I made Julia Child’s Boeuf Bourguignonne recipe today (actually yesterday, it’s 12:02am now) for a supper club the Phi Mu Princeton alumnae gals were having. My mother-in-law, Cora, gave me Mastering the Art of French Cooking for Christmas (without movie stills on the cover!), and it was fitting that this is the first recipe from it I have prepared. All I can say is, plan your day around this if ever you make it. It was delicious, but I started it around noon and was racing to finish it so we could leave just after 6.
I’m no stranger to beef stew. In college I made a big pot of my mom’s stew recipe on Friday nights, and my friends came over to my apartment for movies and food. This was part of my college ritual, and I learned how to feed a crowd cheap. After college I experimented with fancier versions, and I’ve even made other versions of this dish. But none that were quite so involved. It was a hit, and it definitely had a depth that could only be a result of all the steps and work that went into it. But this is maybe a once a year recipe, just because of the time involved.
Part of the problem is that I doubled Julia’s original recipe for the big group at the party. This meant browning 6 pounds of beef in batches, waiting for giant pots of things to simmer, trying to strain and juggle twice the normal amount of ingredients. This pot it’s sitting in? Not the pot it was cooked in. Oh, I started out with my red Le Creuset, a go-to for stuff like this. But without any liquid that pot was filled to the top with meat. So I had to move it to my giant stockpot, then move it back when it had cooked down so we could actually carry it to this party.
So I got into the oven just after 2pm. We went to Panera for lunch, then we went to Costco for the bulk supplies of life. Then a little after 5 I did all the finishing steps: prepping the pearl onions (why is it so hard to find those suckers? All I could find were frozen, already cooked, and in a cream sauce so I thawed them and rinsed off all the sauce), straining the stew, skimming fat off the sauce, simmering, seasoning, simmering more, etc. We were an hour late to the party and the last to arrive, but thankfully only by a few seconds. And there were lots of good comments, plus it got Adam’s seal of approval.

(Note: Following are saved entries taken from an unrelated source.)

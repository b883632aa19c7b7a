use crate::bitmap::Bitmap;
use crate::error::DecodeError;
use crate::reader::{ExtractedImage, ImageReader};
use anyhow::{Context, Result};
use std::cell::RefCell;
use std::fs::File;
use std::io::Read;
use std::path::Path;
use tracing::{debug, warn};
use zip::ZipArchive;

const DOCUMENT_RELS: &str = "word/_rels/document.xml.rels";

/// One entry of the main document part's relationship table.
#[derive(Debug, Clone, PartialEq, Eq)]
pub struct Relationship {
    pub id: String,
    pub target: String,
    pub external: bool,
}

impl Relationship {
    /// Whether the target points at an image part stored inside the package.
    #[must_use]
    pub fn is_embedded_image(&self) -> bool {
        !self.external && self.target.contains("image")
    }

    /// Archive entry name of the target, resolved against `word/`.
    #[must_use]
    pub fn part_name(&self) -> String {
        let target = self.target.as_str();
        if let Some(absolute) = target.strip_prefix('/') {
            return absolute.to_string();
        }

        let mut parts: Vec<&str> = vec!["word"];
        for segment in target.split('/') {
            match segment {
                "" | "." => {}
                ".." => {
                    parts.pop();
                }
                other => parts.push(other),
            }
        }
        parts.join("/")
    }
}

pub struct DocxData {
    /// The archive is read lazily; zip entries need `&mut` access.
    archive: RefCell<ZipArchive<File>>,
}

impl DocxData {
    pub fn open(path: &Path) -> Result<Self> {
        let file = File::open(path)
            .with_context(|| format!("Failed to open DOCX: {}", path.display()))?;
        let archive = ZipArchive::new(file)
            .with_context(|| format!("Failed to read DOCX as ZIP: {}", path.display()))?;
        Ok(Self {
            archive: RefCell::new(archive),
        })
    }

    /// Relationships of `word/document.xml`, in table order.
    pub fn relationships(&self) -> Result<Vec<Relationship>> {
        let xml = {
            let mut archive = self.archive.borrow_mut();
            let mut rels_file = archive
                .by_name(DOCUMENT_RELS)
                .with_context(|| format!("Not a DOCX package: {DOCUMENT_RELS} is missing"))?;
            let mut content = String::new();
            rels_file
                .read_to_string(&mut content)
                .context("Failed to read document relationships")?;
            content
        };
        parse_relationships(&xml)
    }

    fn read_part(&self, name: &str) -> Result<Vec<u8>, DecodeError> {
        let mut archive = self.archive.borrow_mut();
        let mut entry = archive
            .by_name(name)
            .map_err(|e| DecodeError::Malformed(format!("part {name}: {e}")))?;
        let mut bytes = Vec::new();
        entry.read_to_end(&mut bytes)?;
        Ok(bytes)
    }
}

impl ImageReader for DocxData {
    fn images(&self) -> Result<Vec<ExtractedImage>> {
        let mut images = Vec::new();

        for (index, rel) in self.relationships()?.iter().enumerate() {
            if !rel.is_embedded_image() {
                continue;
            }

            let decoded = self
                .read_part(&rel.part_name())
                .and_then(|bytes| Bitmap::from_encoded(&bytes).map_err(DecodeError::from));
            match decoded {
                Ok(bitmap) => images.push(ExtractedImage::new(bitmap, 0, index)),
                Err(e) => {
                    warn!(rel = %rel.id, index, target = %rel.target, error = %e, "Skipping undecodable DOCX image");
                }
            }
        }

        debug!("Found {} images in DOCX", images.len());
        Ok(images)
    }
}

/// Parse a `.rels` part into its relationship entries.
pub fn parse_relationships(xml: &str) -> Result<Vec<Relationship>> {
    let doc = roxmltree::Document::parse(xml).context("Failed to parse document relationships")?;

    let rels = doc
        .descendants()
        .filter(|node| node.has_tag_name("Relationship"))
        .filter_map(|node| {
            Some(Relationship {
                id: node.attribute("Id")?.to_string(),
                target: node.attribute("Target")?.to_string(),
                external: node
                    .attribute("TargetMode")
                    .is_some_and(|mode| mode.eq_ignore_ascii_case("External")),
            })
        })
        .collect();
    Ok(rels)
}
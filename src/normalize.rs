//! Color normalization to 3-channel 8-bit RGB.
//!
//! Every step is a separate function returning a fresh buffer, so each
//! intermediate (expanded palette, composited alpha, ...) can be inspected
//! on its own. Transparency is always composited onto opaque white.

use crate::bitmap::{Bitmap, CmykImage, IndexedImage};
use crate::error::NormalizeError;
use image::{DynamicImage, Rgb, RgbImage, Rgba, RgbaImage};

/// Normalize a bitmap of any supported color mode into RGB.
pub fn to_rgb(bitmap: Bitmap) -> Result<RgbImage, NormalizeError> {
    let rgb = match bitmap {
        Bitmap::Indexed(indexed) => flatten_alpha(&expand_palette(&indexed)?),
        Bitmap::Cmyk(cmyk) => cmyk_to_rgb(&cmyk)?,
        Bitmap::Decoded(DynamicImage::ImageRgb8(rgb)) => rgb,
        Bitmap::Decoded(DynamicImage::ImageRgba8(rgba)) => flatten_alpha(&rgba),
        Bitmap::Decoded(img) if img.color().has_alpha() => flatten_alpha(&img.to_rgba8()),
        // grayscale, 16-bit and float layouts
        Bitmap::Decoded(img) => img.to_rgb8(),
    };
    ensure_rgb(rgb)
}

/// Look up every index in the palette, producing RGBA. Entries without a
/// transparency value are fully opaque.
pub fn expand_palette(indexed: &IndexedImage) -> Result<RgbaImage, NormalizeError> {
    let expected = pixel_count(indexed.width, indexed.height);
    if indexed.indices.len() != expected {
        return Err(NormalizeError::BufferSize {
            expected,
            actual: indexed.indices.len(),
        });
    }

    let alpha = indexed.transparency.as_deref().unwrap_or(&[]);
    let mut samples = Vec::with_capacity(expected * 4);
    for &index in &indexed.indices {
        let entry = usize::from(index);
        let [r, g, b] = *indexed
            .palette
            .get(entry)
            .ok_or(NormalizeError::PaletteIndex {
                index,
                entries: indexed.palette.len(),
            })?;
        let a = alpha.get(entry).copied().unwrap_or(u8::MAX);
        samples.extend_from_slice(&[r, g, b, a]);
    }

    RgbaImage::from_raw(indexed.width, indexed.height, samples).ok_or(NormalizeError::NotRgb)
}

/// Composite RGBA over an opaque white canvas, using alpha as the mask.
#[must_use]
pub fn flatten_alpha(rgba: &RgbaImage) -> RgbImage {
    let mut canvas = RgbImage::from_pixel(rgba.width(), rgba.height(), Rgb([255, 255, 255]));
    for (dst, src) in canvas.pixels_mut().zip(rgba.pixels()) {
        let Rgba([r, g, b, a]) = *src;
        *dst = Rgb([blend(r, a), blend(g, a), blend(b, a)]);
    }
    canvas
}

fn blend(channel: u8, alpha: u8) -> u8 {
    let (c, a) = (u32::from(channel), u32::from(alpha));
    let mixed = (c * a + 255 * (255 - a) + 127) / 255;
    // mixed <= 255 for any inputs
    u8::try_from(mixed).unwrap_or(u8::MAX)
}

/// Direct CMYK to RGB mapping without a color profile.
pub fn cmyk_to_rgb(cmyk: &CmykImage) -> Result<RgbImage, NormalizeError> {
    let expected = pixel_count(cmyk.width, cmyk.height) * 4;
    if cmyk.samples.len() != expected {
        return Err(NormalizeError::BufferSize {
            expected,
            actual: cmyk.samples.len(),
        });
    }

    let mut rgb = Vec::with_capacity(expected / 4 * 3);
    for chunk in cmyk.samples.chunks_exact(4) {
        let k = 255 - u32::from(chunk[3]);
        for &ink in &chunk[..3] {
            let value = (255 - u32::from(ink)) * k / 255;
            rgb.push(u8::try_from(value).unwrap_or(u8::MAX));
        }
    }

    RgbImage::from_raw(cmyk.width, cmyk.height, rgb).ok_or(NormalizeError::NotRgb)
}

fn ensure_rgb(rgb: RgbImage) -> Result<RgbImage, NormalizeError> {
    if rgb.as_raw().len() == pixel_count(rgb.width(), rgb.height()) * 3 {
        Ok(rgb)
    } else {
        Err(NormalizeError::NotRgb)
    }
}

fn pixel_count(width: u32, height: u32) -> usize {
    width as usize * height as usize
}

I’m not going to post Julia’s recipe here, but here’s a link. This link translates a few details from the original into modern speak, but it doesn’t get the same charm and fun of the book’s recipe. That’s why I’m not posting the recipe. It’s too much fun as it is in the book, so that’s where I’m keeping it. I will say that I did not put any mushrooms in because we are not mushroom people, and because my pearl onions were already cooked I just browned them in butter and skipped the whole 40 minutes of simmering them.